A new bill would finally dissolve Fannie Mae and Freddie Mac.

New legislation introduced in the Senate yesterday would place Fannie Mae and Freddie Mac on a 10-year timeline, liquidating the two GSEs and turning its components over to the private sector.

According to a HousingWire report, the Mortgage Finance Act of 2011 would initially place the GSEs under receivership and then shut them down through an “orderly transition,” said Johnny Isakson, a Republican senator from Georgia who sponsored the legislation.

“My bill would shut down Fannie Mae and Freddie Mac through an orderly transition, and it will repay the taxpayers,” Isakson, a former real estate broker, said in a release. “I invite my colleagues in Congress, both Democrat and Republican, to move this bill forward to strengthen our nation’s housing finance system and our nation’s economy.”

Once under receivership, Fannie and Freddie would combine to become the Mortgage Finance Agency, where business would largely continue as usual.
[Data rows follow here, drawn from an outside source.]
//! Evaluation context: group members and user identities.

use serde::{Deserialize, Serialize};
use serde_json::{Map, Value};
use std::collections::HashMap;
use std::fmt;
use std::sync::Arc;

/// Zero-argument accessor producing a member's comparison value.
pub type Accessor = Arc<dyn Fn() -> Value + Send + Sync>;

/// How a member exposes a property.
pub enum MemberProperty<'a> {
    /// A plain readable field
    Field(&'a Value),
    /// A zero-argument accessor, invoked on evaluation
    Accessor(&'a (dyn Fn() -> Value + Send + Sync)),
}

impl MemberProperty<'_> {
    /// The value compared against a group's match value.
    pub fn value(&self) -> Value {
        match self {
            Self::Field(value) => (*value).clone(),
            Self::Accessor(accessor) => accessor(),
        }
    }
}

/// Something that can be tested for membership of a group.
///
/// `resolve` returns `None` when the member has no such property at all,
/// which evaluates to "not a member" rather than an error.
pub trait GroupMember: Send + Sync {
    /// Resolve a (possibly dotted) property name.
    fn resolve(&self, property: &str) -> Option<MemberProperty<'_>>;
}

impl GroupMember for Value {
    fn resolve(&self, property: &str) -> Option<MemberProperty<'_>> {
        lookup_path(self, property).map(MemberProperty::Field)
    }
}

impl GroupMember for Map<String, Value> {
    fn resolve(&self, property: &str) -> Option<MemberProperty<'_>> {
        if let Some(value) = self.get(property) {
            return Some(MemberProperty::Field(value));
        }
        let (head, rest) = property.split_once('.')?;
        self.get(head)
            .and_then(|value| lookup_path(value, rest))
            .map(MemberProperty::Field)
    }
}

/// Look up `path` in `root`.
///
/// An exact key wins over a dotted path, so `"a.b"` is first tried as a
/// literal field name. Numeric segments index into arrays.
fn lookup_path<'a>(root: &'a Value, path: &str) -> Option<&'a Value> {
    if let Some(value) = root.as_object().and_then(|map| map.get(path)) {
        return Some(value);
    }

    path.split('.').try_fold(root, |current, segment| match current {
        Value::Object(map) => map.get(segment),
        Value::Array(items) => segment.parse::<usize>().ok().and_then(|i| items.get(i)),
        _ => None,
    })
}

/// A group member built from fields and accessors.
///
/// # Examples
///
/// ```
/// use flaggr_features::{GroupMember, Member};
/// use serde_json::json;
///
/// let member = Member::new()
///     .with_field("plan", "pro")
///     .with_accessor("is_admin", || json!(true));
///
/// assert_eq!(member.resolve("is_admin").unwrap().value(), json!(true));
/// assert!(member.resolve("missing").is_none());
/// ```
#[derive(Clone)]
pub struct Member {
    fields: Value,
    accessors: HashMap<String, Accessor>,
}

impl Member {
    /// Create an empty member.
    pub fn new() -> Self {
        Self {
            fields: Value::Object(Map::new()),
            accessors: HashMap::new(),
        }
    }

    /// Create a member whose fields are the given JSON value.
    pub fn from_value(fields: Value) -> Self {
        Self {
            fields,
            accessors: HashMap::new(),
        }
    }

    /// Add a field.
    pub fn with_field(mut self, name: impl Into<String>, value: impl Into<Value>) -> Self {
        if let Value::Object(map) = &mut self.fields {
            map.insert(name.into(), value.into());
        }
        self
    }

    /// Add an accessor. Accessors shadow fields of the same name.
    pub fn with_accessor<F, V>(mut self, name: impl Into<String>, accessor: F) -> Self
    where
        F: Fn() -> V + Send + Sync + 'static,
        V: Into<Value>,
    {
        self.accessors
            .insert(name.into(), Arc::new(move || accessor().into()));
        self
    }
}

impl Default for Member {
    fn default() -> Self {
        Self::new()
    }
}

impl fmt::Debug for Member {
    fn fmt(&self, f: &mut fmt::Formatter<'_>) -> fmt::Result {
        let mut accessors: Vec<&String> = self.accessors.keys().collect();
        accessors.sort();
        f.debug_struct("Member")
            .field("fields", &self.fields)
            .field("accessors", &accessors)
            .finish()
    }
}

impl GroupMember for Member {
    fn resolve(&self, property: &str) -> Option<MemberProperty<'_>> {
        if let Some(accessor) = self.accessors.get(property) {
            return Some(MemberProperty::Accessor(accessor.as_ref()));
        }
        lookup_path(&self.fields, property).map(MemberProperty::Field)
    }
}

/// Something with an id usable for user gates.
pub trait Identity: Send + Sync {
    /// The identity's id, or `None` if it has none.
    fn identity_id(&self) -> Option<String>;
}

impl Identity for Value {
    fn identity_id(&self) -> Option<String> {
        match self.get("id")? {
            Value::String(id) if !id.is_empty() => Some(id.clone()),
            Value::Number(id) => Some(id.to_string()),
            _ => None,
        }
    }
}

/// A minimal user identity.
#[derive(Debug, Clone, PartialEq, Eq, Hash, Serialize, Deserialize)]
pub struct User {
    /// User id
    pub id: String,
}

impl User {
    pub fn new(id: impl Into<String>) -> Self {
        Self { id: id.into() }
    }
}

impl Identity for User {
    fn identity_id(&self) -> Option<String> {
        Some(self.id.clone()).filter(|id| !id.is_empty())
    }
}

#[cfg(test)]
mod tests {
    use super::*;
    use serde_json::json;

    #[test]
    fn test_json_field() {
        let member = json!({"admin": true});
        assert_eq!(member.resolve("admin").unwrap().value(), json!(true));
        assert!(member.resolve("owner").is_none());
    }

    #[test]
    fn test_json_dotted_path() {
        let member = json!({"account": {"plan": "pro", "seats": [3, 5]}});
        assert_eq!(member.resolve("account.plan").unwrap().value(), json!("pro"));
        assert_eq!(member.resolve("account.seats.1").unwrap().value(), json!(5));
        assert!(member.resolve("account.region").is_none());
    }

    #[test]
    fn test_literal_key_wins_over_path() {
        let member = json!({"a.b": 1, "a": {"b": 2}});
        assert_eq!(member.resolve("a.b").unwrap().value(), json!(1));
    }

    #[test]
    fn test_falsy_values_are_present() {
        let member = json!({"admin": false, "count": 0});
        assert_eq!(member.resolve("admin").unwrap().value(), json!(false));
        assert_eq!(member.resolve("count").unwrap().value(), json!(0));
    }

    #[test]
    fn test_map_member() {
        let mut map = Map::new();
        map.insert("team".into(), json!({"name": "core"}));
        assert_eq!(map.resolve("team.name").unwrap().value(), json!("core"));
        assert!(map.resolve("team.size").is_none());
    }

    #[test]
    fn test_member_accessor_shadows_field() {
        let member = Member::new()
            .with_field("role", "viewer")
            .with_accessor("role", || "editor");
        assert!(matches!(
            member.resolve("role"),
            Some(MemberProperty::Accessor(_))
        ));
        assert_eq!(member.resolve("role").unwrap().value(), json!("editor"));
    }

    #[test]
    fn test_member_from_value() {
        let member = Member::from_value(json!({"org": {"id": 9}}));
        assert_eq!(member.resolve("org.id").unwrap().value(), json!(9));
    }

    #[test]
    fn test_json_identity() {
        assert_eq!(json!({"id": "u-1"}).identity_id().as_deref(), Some("u-1"));
        assert_eq!(json!({"id": 12}).identity_id().as_deref(), Some("12"));
        assert_eq!(json!({"id": ""}).identity_id(), None);
        assert_eq!(json!({"id": null}).identity_id(), None);
        assert_eq!(json!({"name": "bob"}).identity_id(), None);
    }

    #[test]
    fn test_user_identity() {
        assert_eq!(User::new("1").identity_id().as_deref(), Some("1"));
        assert_eq!(User::new("").identity_id(), None);
    }
}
The agency would still charge guarantee fees on mortgage-backed securities, and those fees would then fund mortgage guarantees and rainy day funds for the agency’s balance sheets.

Within three years of the receivership, though, the agency’s board would draw up plans on a transition to the private sector. The plan would then go in to effect within five years and lead to privatization within 10, and the proceeds of the company’s selloffs would go to the same Treasury Department that has provided more than $141 billion in bailout funds to the GSEs.

The board of the new agency would draw up a plan within three years on how to go private. The plan would take effect within five years and privatization within 10 years, and sale proceeds would go to the general fund of the Treasury Department.

Interestingly, Isakson’s bill also includes a provision on down payments. Under the provision, required down payments on single-family mortgages would be lowered to 5 percent, down from the 20 percent of a proposal issued in March.